PROBLEM DETAILS -
In how many lines of the listing below does the word "input" occur? Say only the number.

RECORDS SUPPLIED -
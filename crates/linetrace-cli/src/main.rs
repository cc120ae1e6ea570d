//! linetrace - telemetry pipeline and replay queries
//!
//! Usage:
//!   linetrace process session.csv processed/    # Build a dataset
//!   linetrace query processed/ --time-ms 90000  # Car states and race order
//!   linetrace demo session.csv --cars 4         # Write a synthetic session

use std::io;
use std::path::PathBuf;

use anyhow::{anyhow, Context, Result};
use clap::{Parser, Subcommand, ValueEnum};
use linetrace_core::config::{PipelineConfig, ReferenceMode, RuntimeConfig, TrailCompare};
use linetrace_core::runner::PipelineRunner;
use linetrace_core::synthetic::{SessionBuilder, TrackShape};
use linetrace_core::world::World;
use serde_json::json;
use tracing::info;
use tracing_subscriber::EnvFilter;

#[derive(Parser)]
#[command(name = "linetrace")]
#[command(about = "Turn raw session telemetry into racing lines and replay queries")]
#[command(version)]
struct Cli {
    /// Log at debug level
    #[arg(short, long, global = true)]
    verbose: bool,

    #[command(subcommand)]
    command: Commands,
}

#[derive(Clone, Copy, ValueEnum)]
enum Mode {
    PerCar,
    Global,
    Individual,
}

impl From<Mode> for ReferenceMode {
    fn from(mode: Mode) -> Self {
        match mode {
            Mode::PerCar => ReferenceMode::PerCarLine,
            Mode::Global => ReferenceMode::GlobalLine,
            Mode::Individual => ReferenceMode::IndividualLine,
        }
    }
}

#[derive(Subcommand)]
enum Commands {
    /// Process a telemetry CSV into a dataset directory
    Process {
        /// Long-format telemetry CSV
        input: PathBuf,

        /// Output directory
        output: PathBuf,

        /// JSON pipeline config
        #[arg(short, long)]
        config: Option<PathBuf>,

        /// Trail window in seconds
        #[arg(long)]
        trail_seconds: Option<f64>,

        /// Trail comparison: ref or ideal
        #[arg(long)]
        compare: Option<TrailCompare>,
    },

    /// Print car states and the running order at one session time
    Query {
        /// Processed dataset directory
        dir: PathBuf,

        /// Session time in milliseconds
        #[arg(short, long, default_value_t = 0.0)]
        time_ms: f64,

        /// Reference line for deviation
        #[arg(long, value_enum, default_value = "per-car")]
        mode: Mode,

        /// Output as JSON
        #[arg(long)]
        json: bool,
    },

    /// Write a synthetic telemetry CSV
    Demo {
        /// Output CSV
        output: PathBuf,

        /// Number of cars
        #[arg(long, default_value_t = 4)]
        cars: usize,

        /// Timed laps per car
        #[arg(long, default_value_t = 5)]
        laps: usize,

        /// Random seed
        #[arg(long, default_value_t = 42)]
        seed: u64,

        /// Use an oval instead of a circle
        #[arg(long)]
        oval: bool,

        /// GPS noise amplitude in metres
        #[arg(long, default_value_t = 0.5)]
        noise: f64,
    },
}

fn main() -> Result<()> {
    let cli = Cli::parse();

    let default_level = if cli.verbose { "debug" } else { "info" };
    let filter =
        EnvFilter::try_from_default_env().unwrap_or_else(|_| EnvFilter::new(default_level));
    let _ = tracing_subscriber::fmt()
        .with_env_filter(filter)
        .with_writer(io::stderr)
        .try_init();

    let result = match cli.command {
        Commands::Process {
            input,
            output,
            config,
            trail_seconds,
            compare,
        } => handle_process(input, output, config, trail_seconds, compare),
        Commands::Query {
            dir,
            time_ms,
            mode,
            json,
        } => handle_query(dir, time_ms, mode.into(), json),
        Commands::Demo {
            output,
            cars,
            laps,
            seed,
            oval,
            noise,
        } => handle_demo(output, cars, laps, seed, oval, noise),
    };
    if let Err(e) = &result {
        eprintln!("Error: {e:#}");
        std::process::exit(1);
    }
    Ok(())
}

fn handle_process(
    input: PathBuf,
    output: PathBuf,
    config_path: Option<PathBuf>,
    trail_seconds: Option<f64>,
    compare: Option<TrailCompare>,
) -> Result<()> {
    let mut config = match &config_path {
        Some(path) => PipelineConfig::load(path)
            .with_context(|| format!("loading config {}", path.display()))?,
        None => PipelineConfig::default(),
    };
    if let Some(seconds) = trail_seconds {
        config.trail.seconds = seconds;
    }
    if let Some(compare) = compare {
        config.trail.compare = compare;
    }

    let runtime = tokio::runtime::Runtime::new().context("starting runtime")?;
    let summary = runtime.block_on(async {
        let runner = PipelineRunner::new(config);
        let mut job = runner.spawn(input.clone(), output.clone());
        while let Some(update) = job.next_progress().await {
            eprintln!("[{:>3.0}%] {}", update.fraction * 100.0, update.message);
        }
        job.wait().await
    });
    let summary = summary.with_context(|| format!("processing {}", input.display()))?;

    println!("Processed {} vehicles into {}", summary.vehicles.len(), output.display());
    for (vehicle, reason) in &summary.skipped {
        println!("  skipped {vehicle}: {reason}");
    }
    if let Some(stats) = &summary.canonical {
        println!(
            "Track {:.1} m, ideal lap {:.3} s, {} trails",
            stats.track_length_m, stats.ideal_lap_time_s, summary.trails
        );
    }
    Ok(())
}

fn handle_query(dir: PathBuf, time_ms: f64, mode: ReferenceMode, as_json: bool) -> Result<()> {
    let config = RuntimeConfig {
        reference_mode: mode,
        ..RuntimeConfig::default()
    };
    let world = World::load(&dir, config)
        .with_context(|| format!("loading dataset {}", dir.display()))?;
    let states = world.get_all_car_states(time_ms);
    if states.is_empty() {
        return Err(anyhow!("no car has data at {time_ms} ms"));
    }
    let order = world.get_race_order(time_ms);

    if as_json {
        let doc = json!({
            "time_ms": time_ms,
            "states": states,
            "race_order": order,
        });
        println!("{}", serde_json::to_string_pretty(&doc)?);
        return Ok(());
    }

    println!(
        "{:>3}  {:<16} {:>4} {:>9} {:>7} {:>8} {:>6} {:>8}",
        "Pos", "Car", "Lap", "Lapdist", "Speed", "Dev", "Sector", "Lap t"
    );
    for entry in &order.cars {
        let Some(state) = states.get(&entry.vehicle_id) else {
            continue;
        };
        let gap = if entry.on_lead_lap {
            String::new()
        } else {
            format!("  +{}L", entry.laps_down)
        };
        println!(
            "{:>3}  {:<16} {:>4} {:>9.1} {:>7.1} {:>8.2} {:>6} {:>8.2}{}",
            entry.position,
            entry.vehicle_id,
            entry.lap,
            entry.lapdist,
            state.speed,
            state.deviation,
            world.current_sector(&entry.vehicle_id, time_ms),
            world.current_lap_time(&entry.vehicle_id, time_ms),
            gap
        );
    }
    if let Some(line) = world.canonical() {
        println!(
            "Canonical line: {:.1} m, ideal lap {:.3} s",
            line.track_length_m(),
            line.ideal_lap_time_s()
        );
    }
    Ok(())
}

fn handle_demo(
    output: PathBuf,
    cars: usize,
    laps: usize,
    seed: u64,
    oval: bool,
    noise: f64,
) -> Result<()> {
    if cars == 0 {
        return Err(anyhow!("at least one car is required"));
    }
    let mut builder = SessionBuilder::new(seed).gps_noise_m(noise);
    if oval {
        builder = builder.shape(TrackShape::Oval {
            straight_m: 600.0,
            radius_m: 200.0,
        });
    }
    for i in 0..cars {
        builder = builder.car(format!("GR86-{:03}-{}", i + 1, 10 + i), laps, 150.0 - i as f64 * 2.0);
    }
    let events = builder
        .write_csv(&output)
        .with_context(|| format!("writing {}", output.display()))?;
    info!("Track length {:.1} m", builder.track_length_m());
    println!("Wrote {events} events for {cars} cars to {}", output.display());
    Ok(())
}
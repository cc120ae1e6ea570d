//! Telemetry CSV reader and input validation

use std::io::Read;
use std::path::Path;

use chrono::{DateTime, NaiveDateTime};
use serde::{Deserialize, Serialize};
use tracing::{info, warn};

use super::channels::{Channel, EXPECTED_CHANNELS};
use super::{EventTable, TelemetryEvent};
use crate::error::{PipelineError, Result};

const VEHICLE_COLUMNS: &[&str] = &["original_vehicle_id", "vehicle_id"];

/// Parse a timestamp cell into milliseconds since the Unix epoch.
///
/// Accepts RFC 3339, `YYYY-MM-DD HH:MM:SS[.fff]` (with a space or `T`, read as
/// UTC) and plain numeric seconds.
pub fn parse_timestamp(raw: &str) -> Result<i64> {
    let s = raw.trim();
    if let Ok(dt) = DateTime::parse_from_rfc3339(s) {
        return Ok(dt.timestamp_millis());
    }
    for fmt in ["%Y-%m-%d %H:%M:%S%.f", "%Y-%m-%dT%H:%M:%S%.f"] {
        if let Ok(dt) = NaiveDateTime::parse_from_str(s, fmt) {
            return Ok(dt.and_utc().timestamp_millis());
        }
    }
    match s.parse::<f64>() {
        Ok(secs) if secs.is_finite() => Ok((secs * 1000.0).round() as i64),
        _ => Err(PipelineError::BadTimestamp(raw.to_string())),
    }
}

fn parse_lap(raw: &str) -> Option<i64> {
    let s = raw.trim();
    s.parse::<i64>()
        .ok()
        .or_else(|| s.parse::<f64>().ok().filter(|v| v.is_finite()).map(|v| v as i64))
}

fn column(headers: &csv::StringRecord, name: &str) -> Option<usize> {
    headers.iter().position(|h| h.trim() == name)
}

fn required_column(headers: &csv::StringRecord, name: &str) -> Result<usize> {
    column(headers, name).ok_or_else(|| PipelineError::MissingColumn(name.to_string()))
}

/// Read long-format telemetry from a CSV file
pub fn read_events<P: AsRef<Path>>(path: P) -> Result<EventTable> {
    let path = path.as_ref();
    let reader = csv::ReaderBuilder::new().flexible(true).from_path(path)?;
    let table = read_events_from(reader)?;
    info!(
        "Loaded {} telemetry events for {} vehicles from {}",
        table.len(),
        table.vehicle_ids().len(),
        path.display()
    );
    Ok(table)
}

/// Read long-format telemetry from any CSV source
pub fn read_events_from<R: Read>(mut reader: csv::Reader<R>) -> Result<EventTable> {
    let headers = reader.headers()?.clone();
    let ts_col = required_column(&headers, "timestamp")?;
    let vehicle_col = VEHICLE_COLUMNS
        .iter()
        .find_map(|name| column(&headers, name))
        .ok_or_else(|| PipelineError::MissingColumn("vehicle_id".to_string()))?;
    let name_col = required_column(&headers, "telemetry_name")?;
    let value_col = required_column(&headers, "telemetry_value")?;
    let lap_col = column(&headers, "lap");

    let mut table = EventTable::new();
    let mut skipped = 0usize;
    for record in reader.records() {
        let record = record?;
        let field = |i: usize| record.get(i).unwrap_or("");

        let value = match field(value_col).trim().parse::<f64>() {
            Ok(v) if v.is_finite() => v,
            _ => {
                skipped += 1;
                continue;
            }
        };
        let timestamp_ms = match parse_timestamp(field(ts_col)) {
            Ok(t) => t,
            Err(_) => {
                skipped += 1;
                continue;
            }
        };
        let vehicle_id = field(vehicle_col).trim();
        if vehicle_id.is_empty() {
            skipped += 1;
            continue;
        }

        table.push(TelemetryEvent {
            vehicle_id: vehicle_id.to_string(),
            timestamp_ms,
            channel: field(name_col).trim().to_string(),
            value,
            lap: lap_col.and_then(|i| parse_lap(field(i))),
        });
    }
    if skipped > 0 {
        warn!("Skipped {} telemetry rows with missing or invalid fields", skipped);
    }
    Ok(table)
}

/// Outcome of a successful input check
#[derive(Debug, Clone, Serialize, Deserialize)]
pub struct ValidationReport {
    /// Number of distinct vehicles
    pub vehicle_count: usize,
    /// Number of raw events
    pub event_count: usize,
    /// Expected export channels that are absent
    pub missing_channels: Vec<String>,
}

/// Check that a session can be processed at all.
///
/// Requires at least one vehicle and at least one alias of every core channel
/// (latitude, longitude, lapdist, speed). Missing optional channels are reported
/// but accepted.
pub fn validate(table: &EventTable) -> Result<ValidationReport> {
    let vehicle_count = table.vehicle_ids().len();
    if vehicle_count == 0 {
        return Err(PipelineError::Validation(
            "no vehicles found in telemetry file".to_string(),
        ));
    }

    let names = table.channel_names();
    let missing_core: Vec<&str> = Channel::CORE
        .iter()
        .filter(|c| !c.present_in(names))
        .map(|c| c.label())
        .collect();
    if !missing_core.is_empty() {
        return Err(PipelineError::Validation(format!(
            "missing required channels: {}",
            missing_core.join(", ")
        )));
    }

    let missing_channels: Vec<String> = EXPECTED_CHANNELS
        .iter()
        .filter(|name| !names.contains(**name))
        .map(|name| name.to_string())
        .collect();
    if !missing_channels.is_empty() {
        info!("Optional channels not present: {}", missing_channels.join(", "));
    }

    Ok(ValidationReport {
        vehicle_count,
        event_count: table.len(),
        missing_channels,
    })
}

EXERCISE RESULT -
8